JR北海道の特急「北斗」は函館行の先頭車が1号車。函館~札幌間の特急列車は青函連絡船の時代からこの位置だった。東北本線の特急列車に合わせて東京方面の先頭車を1号車とし、それがいまも続いている。北海道新幹線が新函館北斗駅に到達すると、ちょうど「はやぶさ」と同じ側が1号車になった。

もっとも、基本を守っていても、列車の運行経路が複雑になると1号車の位置をそろえられない。たとえば大崎~池袋間では、埼京線の電車は山手線の号車番号に合わせているため、池袋側の先頭車が1号車となる。これに対し、湘南新宿ラインは東海道線の号車番号を使うため、大崎側の先頭車が1号車となり、埼京線とは1号車の位置が逆になる。

例外もある。特急「しなの」は名古屋駅で東海道本線の列車に合わせた場合、本来なら大阪側の先頭車が1号車になるはず。実際には長野方面の先頭車が1号車で、篠ノ井線内では東京方面からの特急「スーパーあずさ」「あずさ」と1号車の向きが反対になる。

そもそも「東京駅を基準に西側が1号車」という基本法則はどうして作られたか。それはもしかしたら、1872(明治5)年の鉄道開業の頃に決まったかもしれない。鉄道の開通式典の記念列車には号車番号が与えられていた。機関車寄りの1号車と2号車に近衛護衛兵が乗車した。3号車に明治天皇。

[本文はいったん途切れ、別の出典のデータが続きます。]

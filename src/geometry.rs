mod bounding_box;
mod mesh;

pub use bounding_box::*;
pub(crate) use mesh::*;
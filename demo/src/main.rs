use std::path::Path;

use gerber_writer::{
    ApertureShape, ArcPrimitive, BoundingBox, CirclePrimitive, Font, FontRegistry, GerberDesign, GerberError,
    GerberLayer, LinePrimitive, PolarityOptions, Position, TextOptions, TextPrimitive, XAlign, YAlign,
};
use log::info;

const OUTPUT_PREFIX: &str = "output/coil";

const TURNS: usize = 8;
const INNER_RADIUS: f64 = 3.0;
const TRACE_WIDTH: f64 = 0.3;
const TRACE_GAP: f64 = 0.2;
const PAD_DIAMETER: f64 = 1.2;
const DRILL_DIAMETER: f64 = 0.6;
const BOARD_MARGIN: f64 = 2.0;
const LABEL_PTS: f64 = 8.0;

fn main() -> Result<(), GerberError> {
    env_logger::init(); // Log to stderr (optional).

    let mut font = Font::from_json(include_str!("../assets/block-font.json"))?;
    font.precompute_polarity(&PolarityOptions::default())?;
    let mut fonts = FontRegistry::default();
    fonts.register(font);

    if let Some(parent) = Path::new(OUTPUT_PREFIX).parent() {
        std::fs::create_dir_all(parent).map_err(|source| GerberError::Io {
            path: parent.to_path_buf(),
            source,
        })?;
    }

    let mut design = GerberDesign::new(OUTPUT_PREFIX);
    let center = Position::new(20.0, 20.0);
    let pitch = TRACE_WIDTH + TRACE_GAP;

    let (inner, outer) = add_spiral(design.top_copper(), center, pitch);
    add_spiral(design.bottom_copper(), center, pitch);

    // the two spirals are joined through the inner via, the outer pads are the coil's terminals
    for pad in [inner, outer] {
        design.top_copper().add(CirclePrimitive::new(pad, PAD_DIAMETER));
        design.bottom_copper().add(CirclePrimitive::new(pad, PAD_DIAMETER));
        design.top_solder_mask().add(CirclePrimitive::new(pad, PAD_DIAMETER + 0.1));
        design.bottom_solder_mask().add(CirclePrimitive::new(pad, PAD_DIAMETER + 0.1));
        design.drill().add(CirclePrimitive::new(pad, DRILL_DIAMETER));
    }
    info!("coil. inner: {:?}, outer: {:?}", inner, outer);

    let font = fonts.get("block")?;
    let outer_radius = INNER_RADIUS + TURNS as f64 * pitch;
    let label_origin = Position::new(center.x, center.y - outer_radius - 1.0);
    let options = TextOptions {
        x_align: XAlign::Center,
        y_align: YAlign::Top,
        ..TextOptions::default()
    };
    design.top_silkscreen().add(TextPrimitive::new(
        label_origin,
        1.0,
        "COIL",
        font.clone(),
        LABEL_PTS,
        options,
    ));
    design.bottom_silkscreen().add(TextPrimitive::new(
        label_origin,
        -1.0,
        "COIL",
        font,
        LABEL_PTS,
        options,
    ));

    // the design's own bounding box is cached on first use, so measure the layers before the outline exists
    let bbox = design
        .layers()
        .iter()
        .fold(BoundingBox::default(), |bbox, layer| bbox.joined(&layer.bounding_box()));
    let (min, max) = (
        Position::new(bbox.min.x - BOARD_MARGIN, bbox.min.y - BOARD_MARGIN),
        Position::new(bbox.max.x + BOARD_MARGIN, bbox.max.y + BOARD_MARGIN),
    );
    let corners = [min, Position::new(max.x, min.y), max, Position::new(min.x, max.y)];
    let outline = design.outline();
    for (index, corner) in corners.iter().enumerate() {
        let next = corners[(index + 1) % corners.len()];
        outline.add(LinePrimitive::new(*corner, next, ApertureShape::Circle, 0.1));
    }

    design.write_gerber()?;
    info!("design bounding box: {:?}", design.bounding_box());
    info!(
        "board. width: {:.2}mm, height: {:.2}mm, files: {}.*",
        max.x - min.x,
        max.y - min.y,
        OUTPUT_PREFIX
    );
    Ok(())
}

/// Adds a spiral of half turns, returning its inner and outer end points.
///
/// Even half turns are centered on `center`, odd ones half a pitch to the right, so each full turn grows the radius
/// by one pitch and consecutive arcs meet end to end.
fn add_spiral(layer: &mut GerberLayer, center: Position, pitch: f64) -> (Position, Position) {
    let half_pitch = pitch / 2.0;
    let mut radius = INNER_RADIUS;
    for half_turn in 0..TURNS * 2 {
        let (offset, start) = match half_turn % 2 {
            0 => (0.0, 0.0),
            _ => (half_pitch, 180.0),
        };
        layer.add(ArcPrimitive::new(
            Position::new(center.x + offset, center.y),
            radius,
            ApertureShape::Circle,
            1.0,
            1.0,
            start,
            start + 180.0,
            TRACE_WIDTH,
        ));
        radius += half_pitch;
    }

    let inner = Position::new(center.x + INNER_RADIUS, center.y);
    let outer = Position::new(center.x + radius, center.y);
    (inner, outer)
}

4号車は政治家や大使、5号車は海外来賓という編成だった。したがって、号車番号は横浜方面の先頭車が1号車となり、この基準に合わせるように全国の列車で1号車の位置が決められていった。

もし、開業記念式典の記念列車が横浜発新橋行だったら、新橋方面の先頭車が1号車になったのではないか。東海道本線は現在とは逆に「東京へ向かう列車の先頭車両が1号車」になっていたかもしれない。